How is this technique used and why is it important?

According to Brian White at MIT:

Hybridization has two important features:

1. Hybridization reactions are specific, probes will bind only to sites that have complimentary sequences.

2. Hybridization reactions occur in the presence of large quantities of molecules that are similar but not identical to the site. This means a probe can find one molecule of target in a mixture of millions of related but non-complementary molecules.

This specificity allows one to find a specific sequence in a complex mixture full of similar sequences. Hybridization techniques also allows scientists to pick out the molecule of interest from very complex mixtures and study the molecule on its own.

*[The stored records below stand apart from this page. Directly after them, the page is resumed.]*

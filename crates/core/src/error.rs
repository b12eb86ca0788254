//! Unified error types for the pipeline engine.
//!
//! Error codes:
//! - CONFIG_001-002: Configuration and resolution errors
//! - TYPE_001: Wrong processor kind or unregistered model
//! - IMPL_001: Default behaviour used without the required declarations
//! - DB_001-004: Store errors
//! - ENDPOINT_001: Alert delivery errors
//! - DECODE_001: Row to model conversion errors

use thiserror::Error;

/// Result type alias using our Error type.
pub type Result<T> = std::result::Result<T, Error>;

/// Store error codes.
#[derive(Debug, Clone, Copy, PartialEq, Eq)]
pub enum DbErrorCode {
    /// DB_001: Could not connect or acquire a connection
    ConnectFailed,
    /// DB_002: A query failed to execute
    QueryFailed,
    /// DB_003: Staged changes could not be written
    FlushFailed,
    /// DB_004: Commit or rollback failed
    TransactionFailed,
}

impl DbErrorCode {
    /// Get the error code string.
    pub fn code(&self) -> &'static str {
        match self {
            Self::ConnectFailed => "DB_001",
            Self::QueryFailed => "DB_002",
            Self::FlushFailed => "DB_003",
            Self::TransactionFailed => "DB_004",
        }
    }
}

/// Unified error type for the pipeline engine.
#[derive(Debug, Error)]
pub enum Error {
    /// A setting references something that exists but has the wrong shape,
    /// or a registration collides with an existing one.
    #[error("improperly configured: {0}")]
    ImproperlyConfigured(String),

    /// A configured path does not resolve to any registration.
    #[error("import error: {0}")]
    Import(String),

    #[error("type error: {0}")]
    Type(String),

    #[error("not implemented: {0}")]
    NotImplemented(String),

    /// Store error with code.
    #[error("[{code}] {message}")]
    Database { code: &'static str, message: String },

    #[error("endpoint error: {0}")]
    Endpoint(String),

    #[error("decode error: {0}")]
    Decode(String),

    #[error("io error: {0}")]
    Io(#[from] std::io::Error),

    #[error("serialization error: {0}")]
    Serialization(#[from] serde_json::Error),

    #[error("internal error: {0}")]
    Internal(String),
}

impl Error {
    pub fn improperly_configured(msg: impl Into<String>) -> Self {
        Self::ImproperlyConfigured(msg.into())
    }

    pub fn import(msg: impl Into<String>) -> Self {
        Self::Import(msg.into())
    }

    pub fn type_error(msg: impl Into<String>) -> Self {
        Self::Type(msg.into())
    }

    pub fn not_implemented(msg: impl Into<String>) -> Self {
        Self::NotImplemented(msg.into())
    }

    /// Create a store error.
    pub fn database(code: DbErrorCode, msg: impl Into<String>) -> Self {
        Self::Database {
            code: code.code(),
            message: msg.into(),
        }
    }

    pub fn endpoint(msg: impl Into<String>) -> Self {
        Self::Endpoint(msg.into())
    }

    pub fn decode(msg: impl Into<String>) -> Self {
        Self::Decode(msg.into())
    }

    pub fn internal(msg: impl Into<String>) -> Self {
        Self::Internal(msg.into())
    }

    /// Get the error code if this is a coded error.
    pub fn error_code(&self) -> Option<&'static str> {
        match self {
            Self::ImproperlyConfigured(_) => Some("CONFIG_001"),
            Self::Import(_) => Some("CONFIG_002"),
            Self::Type(_) => Some("TYPE_001"),
            Self::NotImplemented(_) => Some("IMPL_001"),
            Self::Database { code, .. } => Some(code),
            Self::Endpoint(_) => Some("ENDPOINT_001"),
            Self::Decode(_) => Some("DECODE_001"),
            _ => None,
        }
    }

    /// Whether the error stems from configuration rather than execution.
    pub fn is_configuration(&self) -> bool {
        matches!(self, Self::ImproperlyConfigured(_) | Self::Import(_))
    }
}
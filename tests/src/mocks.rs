//! Recording processors, endpoints and hooks.
//!
//! Everything here appends to a shared [`EventLog`] so tests can assert on
//! the exact order of lifecycle calls.

use std::sync::Arc;

use async_trait::async_trait;
use engine_core::{col, Condition, Error, Model, ModelMeta, Result};
use parking_lot::Mutex;
use store::Session;
use worker::{
    Alert, AlertContext, Endpoint, PipelineSetup, Processed, Processor, RenderAlert, Step,
};

use crate::fixtures::SAMPLE_META;

/// Ordered record of lifecycle events.
pub type EventLog = Arc<Mutex<Vec<String>>>;

pub fn new_log() -> EventLog {
    EventLog::default()
}

/// Snapshot of the recorded events.
pub fn events(log: &EventLog) -> Vec<String> {
    log.lock().clone()
}

fn outcome(failure: Option<&Error>) -> &'static str {
    if failure.is_some() {
        "failed"
    } else {
        "ok"
    }
}

/// Endpoint recording setup, each notified object and teardown.
pub struct RecordingEndpoint {
    name: &'static str,
    log: EventLog,
}

impl RecordingEndpoint {
    pub fn new(name: &'static str, log: EventLog) -> Self {
        Self { name, log }
    }
}

#[async_trait]
impl Endpoint for RecordingEndpoint {
    async fn setup(&mut self, ctx: &AlertContext) -> Result<()> {
        self.log
            .lock()
            .push(format!("{}:setup {}", self.name, ctx.alert_name));
        Ok(())
    }

    async fn process(&mut self, alert: &dyn RenderAlert, obj: &dyn Model) -> Result<()> {
        let message = alert.render(&*self, obj);
        self.log
            .lock()
            .push(format!("{}:{}", self.name, message.trim_end()));
        Ok(())
    }

    async fn teardown(&mut self, failure: Option<&Error>) -> Result<()> {
        self.log
            .lock()
            .push(format!("{}:teardown {}", self.name, outcome(failure)));
        Ok(())
    }
}

/// Endpoint whose delivery always fails.
pub struct FailingEndpoint {
    log: EventLog,
}

impl FailingEndpoint {
    pub fn new(log: EventLog) -> Self {
        Self { log }
    }
}

#[async_trait]
impl Endpoint for FailingEndpoint {
    async fn process(&mut self, _alert: &dyn RenderAlert, obj: &dyn Model) -> Result<()> {
        self.log.lock().push(format!("failing:{}", obj.label()));
        Err(Error::endpoint("delivery refused"))
    }

    async fn teardown(&mut self, failure: Option<&Error>) -> Result<()> {
        self.log
            .lock()
            .push(format!("failing:teardown {}", outcome(failure)));
        Ok(())
    }
}

/// How a [`RecordingStep`] misbehaves.
#[derive(Debug, Clone, Copy, PartialEq, Eq)]
pub enum Fault {
    None,
    Setup,
    Process,
    Teardown,
}

/// Step over `recording*` samples that logs its lifecycle per process.
pub struct RecordingStep {
    log: EventLog,
    proc: usize,
    fault: Fault,
}

impl RecordingStep {
    pub fn new(log: EventLog, proc: usize, fault: Fault) -> Self {
        Self { log, proc, fault }
    }

    fn record(&self, event: impl AsRef<str>) {
        self.log
            .lock()
            .push(format!("#{} {}", self.proc, event.as_ref()));
    }
}

#[async_trait]
impl Processor for RecordingStep {
    const PROCNO: usize = 3;
    const PRODUCTION_PROCNO: Option<usize> = Some(2);
    const GROUPS: &'static [&'static str] = &["recording"];

    async fn setup(&mut self, _session: &mut Session) -> Result<()> {
        self.record("setup");
        if self.fault == Fault::Setup {
            return Err(Error::internal("setup refused"));
        }
        Ok(())
    }

    async fn teardown(&mut self, _session: &mut Session, failure: Option<&Error>) -> Result<()> {
        self.record(format!("teardown {}", outcome(failure)));
        if self.fault == Fault::Teardown {
            return Err(Error::internal("teardown refused"));
        }
        Ok(())
    }
}

#[async_trait]
impl Step for RecordingStep {
    fn model(&self) -> Option<&'static ModelMeta> {
        Some(&SAMPLE_META)
    }

    fn conditions(&self) -> Option<Vec<Condition>> {
        Some(vec![col("name").like("recording%")])
    }

    fn ordering(&self) -> Option<Vec<engine_core::Order>> {
        Some(vec![col("id").asc()])
    }

    async fn process(&mut self, _session: &mut Session, obj: &mut dyn Model) -> Result<Processed> {
        self.record(format!("process {}", obj.label()));
        if self.fault == Fault::Process {
            return Err(Error::internal("process refused"));
        }
        Ok(Processed::None)
    }
}

/// Alert over `watch*` samples notifying recording endpoints, optionally
/// with a failing one between them.
pub struct RecordingAlert {
    log: EventLog,
    failing_endpoint: bool,
}

impl RecordingAlert {
    pub fn new(log: EventLog, failing_endpoint: bool) -> Self {
        Self {
            log,
            failing_endpoint,
        }
    }
}

#[async_trait]
impl Processor for RecordingAlert {
    async fn setup(&mut self, _session: &mut Session) -> Result<()> {
        self.log.lock().push("alert:setup".into());
        Ok(())
    }

    async fn teardown(&mut self, _session: &mut Session, failure: Option<&Error>) -> Result<()> {
        self.log
            .lock()
            .push(format!("alert:teardown {}", outcome(failure)));
        Ok(())
    }
}

#[async_trait]
impl Alert for RecordingAlert {
    fn model(&self) -> Option<&'static ModelMeta> {
        Some(&SAMPLE_META)
    }

    fn conditions(&self) -> Option<Vec<Condition>> {
        Some(vec![col("name").like("watch%")])
    }

    fn ordering(&self) -> Option<Vec<engine_core::Order>> {
        Some(vec![col("id").asc()])
    }

    fn alert_to(&self) -> Vec<Box<dyn Endpoint>> {
        let mut endpoints: Vec<Box<dyn Endpoint>> =
            vec![Box::new(RecordingEndpoint::new("first", self.log.clone()))];
        if self.failing_endpoint {
            endpoints.push(Box::new(FailingEndpoint::new(self.log.clone())));
        }
        endpoints.push(Box::new(RecordingEndpoint::new("second", self.log.clone())));
        endpoints
    }
}

/// Pipeline setup hook recording its calls.
pub struct RecordingSetup {
    log: EventLog,
}

impl RecordingSetup {
    pub fn new(log: EventLog) -> Self {
        Self { log }
    }
}

impl PipelineSetup for RecordingSetup {
    fn setup(&mut self) -> Result<()> {
        self.log.lock().push("pipeline:setup".into());
        Ok(())
    }

    fn teardown(&mut self) -> Result<()> {
        self.log.lock().push("pipeline:teardown".into());
        Ok(())
    }
}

II. Performing Colony Hybridization

The following steps refer to the above image.

0. Isolate and grow cultures in a suitable medium (agar).

1. Transfer a sample of the colonies onto a solid matrix such as a nitrocellulose or nylon membrane.

2. The cells on the membrane are lysed and the DNA is then denatured.

3. A labeled PROBE is added to the matrix and hybridization takes place.

4. The matrix is rinsed to remove the non-hybridized probe molecules.

5. For radioactive probes, one uses autoradiography and the matrix is placed on x-ray film.

6. The film is observed for black spots that correspond to colonies that hybridized with the probe.

7. Compare the x-ray film with the master plate to see which colonies had probe hybridization. These are the colonies that contained the specific sequence that actually hybridized with the probe.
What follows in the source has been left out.